First we need to talk about what each type of muscle fibers are and how they work. Slow twitch fibers are also known as type 1 fiber. They are better at using oxygen to create fuel known as Adenosine Tri- Phosphate (ATP), or glucose fuel for continuous muscle contraction used over a long time. They fire off slower than fast twitch fibers and can be used better over long periods of time. I would guess that Fabian Cancellara has a more dominate slow twitch natural physical build, with his long Time Trial abilities. Fast twitch fibers are also known as type 2 muscle fibers and can be broken down into two parts, (type 2 A and type 2 B). Type 2 fibers are better used in anaerobic metabolism to create ATP. Since none of us can be anaerobic for long extended periods of time, fast twitch fibers fatigue more quickly than slow twitch fibers. However they fire off at a rapid rate and that is why they are called Fast twitch fibers. Fast twitch, type A, fibers are intermediate and can be used both aerobically and in anaerobic zones, while cycling and creating ATP. Really are both type 1 and 2 fibers working in combination with each other. Finally Fast twitch type 2 B fibers are most likely seen in short powerful burst. The short efforts are usually anaerobic and are best described as the moment when a road racer starts his sprint, in an entire BMX race, or when a road rider is breaking away from the pack. I would guess that riders like Luke Keough, Rahsaan Bahati, BMX super star Conner Fields, and world track star Lee Wai Sze have natural fast twitch abilities.

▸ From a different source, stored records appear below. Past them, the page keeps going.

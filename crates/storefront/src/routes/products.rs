//! Catalog route handlers.
//!
//! The full product list is fetched once (cached by the backend client) and
//! filtered in memory; the filter state lives in the query string so links
//! and the back button keep it.

use askama::Template;
use askama_web::WebTemplate;
use axum::extract::{Path, RawQuery, State};
use climatech_core::content::{active_only, sort_for_display};
use climatech_core::{Content, ContentId, ContentType, FilterOptions, PriceBounds, ProductFilters};
use tower_sessions::Session;
use tracing::instrument;

use crate::backend::BackendError;
use crate::error::{AppError, Result};
use crate::filters;
use crate::middleware::CspNonce;
use crate::routes::PageContext;
use crate::state::AppState;

/// Related products shown under a product.
const RELATED_LIMIT: usize = 4;

/// Product card data for templates.
#[derive(Clone)]
pub struct ProductCard {
    pub id: ContentId,
    pub title: String,
    pub summary: String,
    pub price: Option<String>,
    pub image_url: Option<String>,
    pub category: Option<String>,
    pub btu_capacity: Option<String>,
    /// Has a numeric price, so it can go in the cart.
    pub purchasable: bool,
}

impl From<&Content> for ProductCard {
    fn from(product: &Content) -> Self {
        Self {
            id: product.id,
            title: product.title.clone(),
            summary: summarize(&product.description, 140),
            price: product.price_display(),
            image_url: product.image_url.clone(),
            category: product.category(),
            btu_capacity: product.btu_capacity(),
            purchasable: product.price_value().is_some(),
        }
    }
}

/// Product detail data for templates.
#[derive(Clone)]
pub struct ProductDetail {
    pub card: ProductCard,
    pub description: String,
    pub condition: Option<String>,
    pub features: Vec<String>,
}

impl From<&Content> for ProductDetail {
    fn from(product: &Content) -> Self {
        Self {
            card: ProductCard::from(product),
            description: product.description.clone(),
            condition: product.condition(),
            features: product.features(),
        }
    }
}

/// A filter checkbox.
#[derive(Clone)]
pub struct FilterChoice {
    pub value: String,
    pub checked: bool,
}

/// Sidebar filter state for templates.
#[derive(Clone)]
pub struct FilterPanel {
    pub search: String,
    pub categories: Vec<FilterChoice>,
    pub btu: Vec<FilterChoice>,
    pub min_price: String,
    pub max_price: String,
    pub price_hint: Option<String>,
    pub active: bool,
}

impl FilterPanel {
    fn new(filters: &ProductFilters, options: &FilterOptions, bounds: Option<PriceBounds>) -> Self {
        let choices = |values: &[String], selected: &std::collections::BTreeSet<String>| {
            values
                .iter()
                .map(|v| FilterChoice {
                    value: v.clone(),
                    checked: selected.iter().any(|s| s.eq_ignore_ascii_case(v)),
                })
                .collect()
        };

        Self {
            search: filters.search.clone().unwrap_or_default(),
            categories: choices(&options.categories, &filters.categories),
            btu: choices(&options.btu, &filters.btu),
            min_price: filters.min_price.map(|p| p.to_string()).unwrap_or_default(),
            max_price: filters.max_price.map(|p| p.to_string()).unwrap_or_default(),
            price_hint: bounds.map(|b| {
                format!(
                    "{} – {}",
                    climatech_core::Price::cop(b.min).display(),
                    climatech_core::Price::cop(b.max).display()
                )
            }),
            active: !filters.is_empty(),
        }
    }
}

/// Product listing page template.
#[derive(Template, WebTemplate)]
#[template(path = "products/index.html")]
pub struct ProductsIndexTemplate {
    pub page: PageContext,
    pub products: Vec<ProductCard>,
    pub panel: FilterPanel,
    pub total_count: usize,
}

/// Product detail page template.
#[derive(Template, WebTemplate)]
#[template(path = "products/show.html")]
pub struct ProductShowTemplate {
    pub page: PageContext,
    pub product: ProductDetail,
    pub related: Vec<ProductCard>,
}

/// Active products in display order.
///
/// # Errors
///
/// Returns an error if the backend request fails.
pub async fn active_products(state: &AppState) -> std::result::Result<Vec<Content>, BackendError> {
    let mut products = active_only(state.backend().list_content(ContentType::Product).await?);
    sort_for_display(&mut products);
    Ok(products)
}

/// Filter choices from the backend taxonomy, or derived from the products
/// when the taxonomy is empty or unavailable.
async fn filter_options(state: &AppState, products: &[Content]) -> FilterOptions {
    match state.backend().product_options().await {
        Ok(options) => {
            let grouped = FilterOptions::from_options(options);
            if grouped.is_empty() {
                FilterOptions::from_products(products)
            } else {
                grouped
            }
        }
        Err(e) => {
            tracing::warn!(error = %e, "Failed to load product options");
            FilterOptions::from_products(products)
        }
    }
}

/// Display product listing page.
#[instrument(skip(state, session, nonce))]
pub async fn index(
    State(state): State<AppState>,
    session: Session,
    nonce: CspNonce,
    RawQuery(query): RawQuery,
) -> Result<ProductsIndexTemplate> {
    let filters = ProductFilters::from_query_pairs(url::form_urlencoded::parse(
        query.as_deref().unwrap_or_default().as_bytes(),
    ));

    let products = active_products(&state).await?;
    let options = filter_options(&state, &products).await;
    let bounds = PriceBounds::of(&products);
    let matching = filters.apply(&products);

    tracing::debug!(
        total = products.len(),
        matching = matching.len(),
        "Catalog filtered"
    );

    Ok(ProductsIndexTemplate {
        page: PageContext::load(&state, &session, nonce).await,
        products: matching.iter().map(ProductCard::from).collect(),
        panel: FilterPanel::new(&filters, &options, bounds),
        total_count: products.len(),
    })
}

/// Display product detail page.
#[instrument(skip(state, session, nonce))]
pub async fn show(
    State(state): State<AppState>,
    session: Session,
    nonce: CspNonce,
    Path(id): Path<i64>,
) -> Result<ProductShowTemplate> {
    let id = ContentId::new(id);
    let product = state
        .backend()
        .get_content(ContentType::Product, id)
        .await?;
    if !product.is_active {
        return Err(AppError::NotFound(format!("product {id}")));
    }

    let related = match active_products(&state).await {
        Ok(products) => related_products(&product, &products),
        Err(e) => {
            tracing::warn!(error = %e, "Failed to load related products");
            Vec::new()
        }
    };

    Ok(ProductShowTemplate {
        page: PageContext::load(&state, &session, nonce).await,
        product: ProductDetail::from(&product),
        related,
    })
}

/// Other products in the same category.
fn related_products(product: &Content, products: &[Content]) -> Vec<ProductCard> {
    let Some(category) = product.category() else {
        return Vec::new();
    };
    products
        .iter()
        .filter(|p| p.id != product.id)
        .filter(|p| p.category().is_some_and(|c| c.eq_ignore_ascii_case(&category)))
        .take(RELATED_LIMIT)
        .map(ProductCard::from)
        .collect()
}

/// Shorten text to `max` characters on a word boundary.
#[must_use]
pub fn summarize(text: &str, max: usize) -> String {
    let text = text.trim();
    if text.chars().count() <= max {
        return text.to_string();
    }
    let cut: String = text.chars().take(max).collect();
    let cut = cut.rsplit_once(' ').map_or(cut.as_str(), |(head, _)| head);
    format!("{}…", cut.trim_end_matches([',', '.', ';']))
}

#[cfg(test)]
#[allow(clippy::unwrap_used)]
mod tests {
    use serde_json::json;

    use super::*;

    fn product(id: i64, category: &str) -> Content {
        serde_json::from_value(json!({
            "id": id, "type": "product", "title": format!("P{id}"),
            "priceNumeric": 100_000, "data": {"category": category}
        }))
        .unwrap()
    }

    #[test]
    fn test_summarize_cuts_on_word_boundary() {
        assert_eq!(summarize("Aire acondicionado", 50), "Aire acondicionado");
        assert_eq!(summarize("Equipo inverter de alta eficiencia", 20), "Equipo inverter de…");
    }

    #[test]
    fn test_related_products_same_category_excluding_self() {
        let products = vec![
            product(1, "Split"),
            product(2, "split"),
            product(3, "Ventana"),
        ];
        let related = related_products(&products[0], &products);
        let ids: Vec<i64> = related.iter().map(|c| c.id.as_i64()).collect();
        assert_eq!(ids, vec![2]);
    }

    #[test]
    fn test_filter_panel_marks_checked_choices() {
        let filters = ProductFilters::from_query_pairs([("category", "split")]);
        let options = FilterOptions {
            categories: vec!["Split".into(), "Ventana".into()],
            btu: vec![],
            conditions: vec![],
        };
        let panel = FilterPanel::new(&filters, &options, None);
        assert!(panel.active);
        assert!(panel.categories[0].checked);
        assert!(!panel.categories[1].checked);
    }

    #[test]
    fn test_card_marks_unpriced_products() {
        let quote: Content =
            serde_json::from_value(json!({"id": 8, "type": "product", "title": "Proyecto"}))
                .unwrap();
        assert!(!ProductCard::from(&quote).purchasable);
        assert!(ProductCard::from(&product(1, "Split")).purchasable);
    }
}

Although athletes, at high levels of competition, tend to already be in the correct discipline for their type of natural ability and fiber usage, these aspects can always be trained. For instance, a track sprinter will also need to train endurance and slow twitch fibers. An iron man triathlete should also train their fast twitch fibers at some point, for the explosive parts of the course. Fibers alone can’t determine whether or not an athlete is elite or not. Really there are so many variables determining how good an athlete is, it is unreal. Don’t forget about my main focus of heart. Athletes with heart and drive tend to stomp a lot of the talk about natural ability out.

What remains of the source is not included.